—¡Levántate! —le ordenó. A su lado aguardaba un gigante armado con un bastón e idéntico gesto de odio.
—¡Ha dicho que te levantes! —bramó, y descargó un bastonazo sobre Cí.
Cí obedeció, no por un dolor que no percibía, sino porque no entendía qué ocurría a su alrededor. Se apoyó contra la pared para no caerse, sin comprender por qué le habían encerrado ni por qué se empeñaban en golpearle. Intentó preguntarlo, pero a la primera palabra el guardia le clavó el extremo del bastón en el estómago. Cí se dobló sin aire.
—¡Y habla cuando se te pregunte! —añadió la bestia.
Cí le miró a través del velo sanguinolento que manaba de su frente. Apenas podía respirar. Aguardó a que alguien le explicara por qué le trataban como a un perro.
—Dinos quién te ha ayudado.
—¿Quién me ha ayudado a qué? —Paladeó el sabor de su sangre.
Un nuevo bastonazo le golpeó en la cara, abriéndole una brecha en la mejilla. Cí tembló con el impacto y dobló una rodilla.
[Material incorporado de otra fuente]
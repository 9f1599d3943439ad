//! Spaced repetition core of the cardstack flashcard app

pub mod clock;
pub mod config;
pub mod flashcards;

pub use clock::{Clock, ManualClock, SystemClock};
pub use config::{Config, ConfigError, StorageBackend};
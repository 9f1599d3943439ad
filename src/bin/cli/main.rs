mod app;
mod commands;
mod render;

use std::io::IsTerminal;
use std::path::PathBuf;

use clap::{Parser, Subcommand};

use cardstack_lib::flashcards::Swipe;

#[derive(Parser)]
#[command(name = "cardstack-cli", about = "Study flashcard sets with spaced repetition", version)]
struct Cli {
    /// Config file (default: platform config dir)
    #[arg(long, global = true)]
    config: Option<PathBuf>,

    /// Directory holding sets and statuses (overrides the config)
    #[arg(long, global = true)]
    data_dir: Option<PathBuf>,

    /// Output format
    #[arg(long, global = true, default_value = "plain")]
    format: OutputFormat,

    /// Disable ANSI colors
    #[arg(long, global = true)]
    no_color: bool,

    #[command(subcommand)]
    command: Command,
}

#[derive(Clone, Debug, clap::ValueEnum)]
pub enum OutputFormat {
    Plain,
    Json,
}

#[derive(Clone, Copy, Debug, clap::ValueEnum)]
enum SwipeArg {
    Right,
    Left,
}

impl From<SwipeArg> for Swipe {
    fn from(arg: SwipeArg) -> Self {
        match arg {
            SwipeArg::Right => Swipe::Right,
            SwipeArg::Left => Swipe::Left,
        }
    }
}

#[derive(Subcommand)]
enum Command {
    /// List study sets
    Sets,

    /// Add a card to a set (the set is created if needed)
    Add {
        /// Set id
        set: String,
        /// Question side
        front: String,
        /// Answer side
        back: String,
    },

    /// Show the cards due now
    Stack {
        /// Set id
        set: String,
    },

    /// Record an answer for a card
    Answer {
        /// Set id
        set: String,
        /// Card id (prefix match) or exact front text
        card: String,
        /// Quality on the 0-5 scale
        #[arg(long, conflicts_with = "swipe", required_unless_present = "swipe")]
        grade: Option<f64>,
        /// Swipe direction: right = knew it, left = didn't
        #[arg(long, value_enum)]
        swipe: Option<SwipeArg>,
    },

    /// Restart a set: every card becomes new again
    Reset {
        /// Set id
        set: String,
    },

    /// Show review statistics for a set
    Stats {
        /// Set id
        set: String,
    },

    /// Print the effective configuration
    Config,
}

fn main() -> anyhow::Result<()> {
    env_logger::init();

    let cli = Cli::parse();
    let use_color = !cli.no_color && std::io::stdout().is_terminal();
    let app = app::App::new(cli.config.as_deref(), cli.data_dir)?;

    match cli.command {
        Command::Sets => commands::sets::run_list(&app, &cli.format)?,
        Command::Add { set, front, back } => {
            commands::sets::run_add(&app, &set, front, back, &cli.format)?;
        }
        Command::Stack { set } => commands::stack::run(&app, &set, &cli.format, use_color)?,
        Command::Answer { set, card, grade, swipe } => {
            let answer = match (grade, swipe) {
                (Some(q), _) => commands::answer::Answer::Grade(q),
                (None, Some(s)) => commands::answer::Answer::Swipe(s.into()),
                (None, None) => anyhow::bail!("Either --grade or --swipe is required"),
            };
            commands::answer::run(&app, &set, &card, answer, &cli.format, use_color)?;
        }
        Command::Reset { set } => commands::reset::run(&app, &set, &cli.format)?,
        Command::Stats { set } => commands::stats::run(&app, &set, &cli.format)?,
        Command::Config => print!("{}", app.config.to_toml_string()?),
    }

    Ok(())
}
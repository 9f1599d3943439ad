//! Injectable time source

use std::cell::Cell;

use chrono::{DateTime, Duration, Utc};

pub trait Clock {
    fn now(&self) -> DateTime<Utc>;
}

/// Wall clock
#[derive(Debug, Default, Clone, Copy)]
pub struct SystemClock;

impl Clock for SystemClock {
    fn now(&self) -> DateTime<Utc> {
        Utc::now()
    }
}

/// Clock that only moves when told to
#[derive(Debug)]
pub struct ManualClock {
    now: Cell<DateTime<Utc>>,
}

impl ManualClock {
    pub fn new(start: DateTime<Utc>) -> Self {
        Self {
            now: Cell::new(start),
        }
    }

    pub fn set(&self, now: DateTime<Utc>) {
        self.now.set(now);
    }

    pub fn advance(&self, by: Duration) {
        self.now.set(self.now.get() + by);
    }
}

impl Clock for ManualClock {
    fn now(&self) -> DateTime<Utc> {
        self.now.get()
    }
}
use anyhow::Result;

use crate::app::App;
use crate::render::{local_time, paint, Color};
use crate::OutputFormat;

pub fn run(app: &App, set_id: &str, format: &OutputFormat, use_color: bool) -> Result<()> {
    let set = app.load_set(set_id)?;
    let session = app.open_session(&set)?;
    let stack = session.stack();

    match format {
        OutputFormat::Json => {
            let output = serde_json::json!({
                "setId": set.id,
                "cards": stack,
                "nextDue": session.next_due(),
            });
            println!("{}", serde_json::to_string_pretty(&output)?);
        }
        OutputFormat::Plain => {
            if stack.is_empty() {
                println!("Session complete: nothing due in {}", set.name);
                if let Some(at) = session.next_due() {
                    println!("Next card due {}", local_time(at));
                }
                return Ok(());
            }

            println!("{} ({} due)", paint(&set.name, Color::BOLD, use_color), stack.len());
            for card in stack {
                println!("  {}  {}", paint(&card.id, Color::DIM, use_color), card.front);
            }
        }
    }

    Ok(())
}
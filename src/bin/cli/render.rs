use chrono::{DateTime, Local, Utc};

/// ANSI color codes
pub struct Color;

impl Color {
    pub const RESET: &str = "\x1b[0m";
    pub const BOLD: &str = "\x1b[1m";
    pub const DIM: &str = "\x1b[2m";
    pub const RED: &str = "\x1b[31m";
    pub const GREEN: &str = "\x1b[32m";
}

/// Wrap `text` in `color` when colors are enabled
pub fn paint(text: &str, color: &str, use_color: bool) -> String {
    if use_color {
        format!("{}{}{}", color, text, Color::RESET)
    } else {
        text.to_string()
    }
}

pub fn local_time(at: DateTime<Utc>) -> String {
    at.with_timezone(&Local).format("%Y-%m-%d %H:%M").to_string()
}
El segundo golpe lo hizo caer.
—Tú eliges: puedes contárnoslo ahora y conservar los dientes, o esperar a que te los rompamos y comer gachas hasta que te ejecuten.
—¡No sé de qué me habláis! ¡Preguntad en palacio! ¡Trabajo para Kan! —respondió enajenado.
—¿Trabajas para un muerto? —Una patada le hizo escupir a Cí un borbotón de sangre—. Pregúntaselo tú cuando llegues al infierno.
* * *
Cuando despertó de nuevo, una figura le limpiaba con esmero la herida de la cabeza. Al aclararse la vista, Cí reconoció a Bo.
—¿Qué...? ¿Qué está pasando? —logró balbucear.
Por toda respuesta, Bo lo arrastró por el suelo hasta un muro distante, lejos de los fisgones. Una vez a salvo, lo miró con gesto serio.
—¿Que qué ha ocurrido? ¡Por el Gran Buda, Cí! En la Corte no se habla de otra cosa. ¡Te acusan de la muerte de Kan!
Cí parpadeó incrédulo, sin entender lo que le confiaba Bo. El oficial le enjugó la sangre de la frente con un paño húmedo y le dio de beber. Cí tragó con avidez.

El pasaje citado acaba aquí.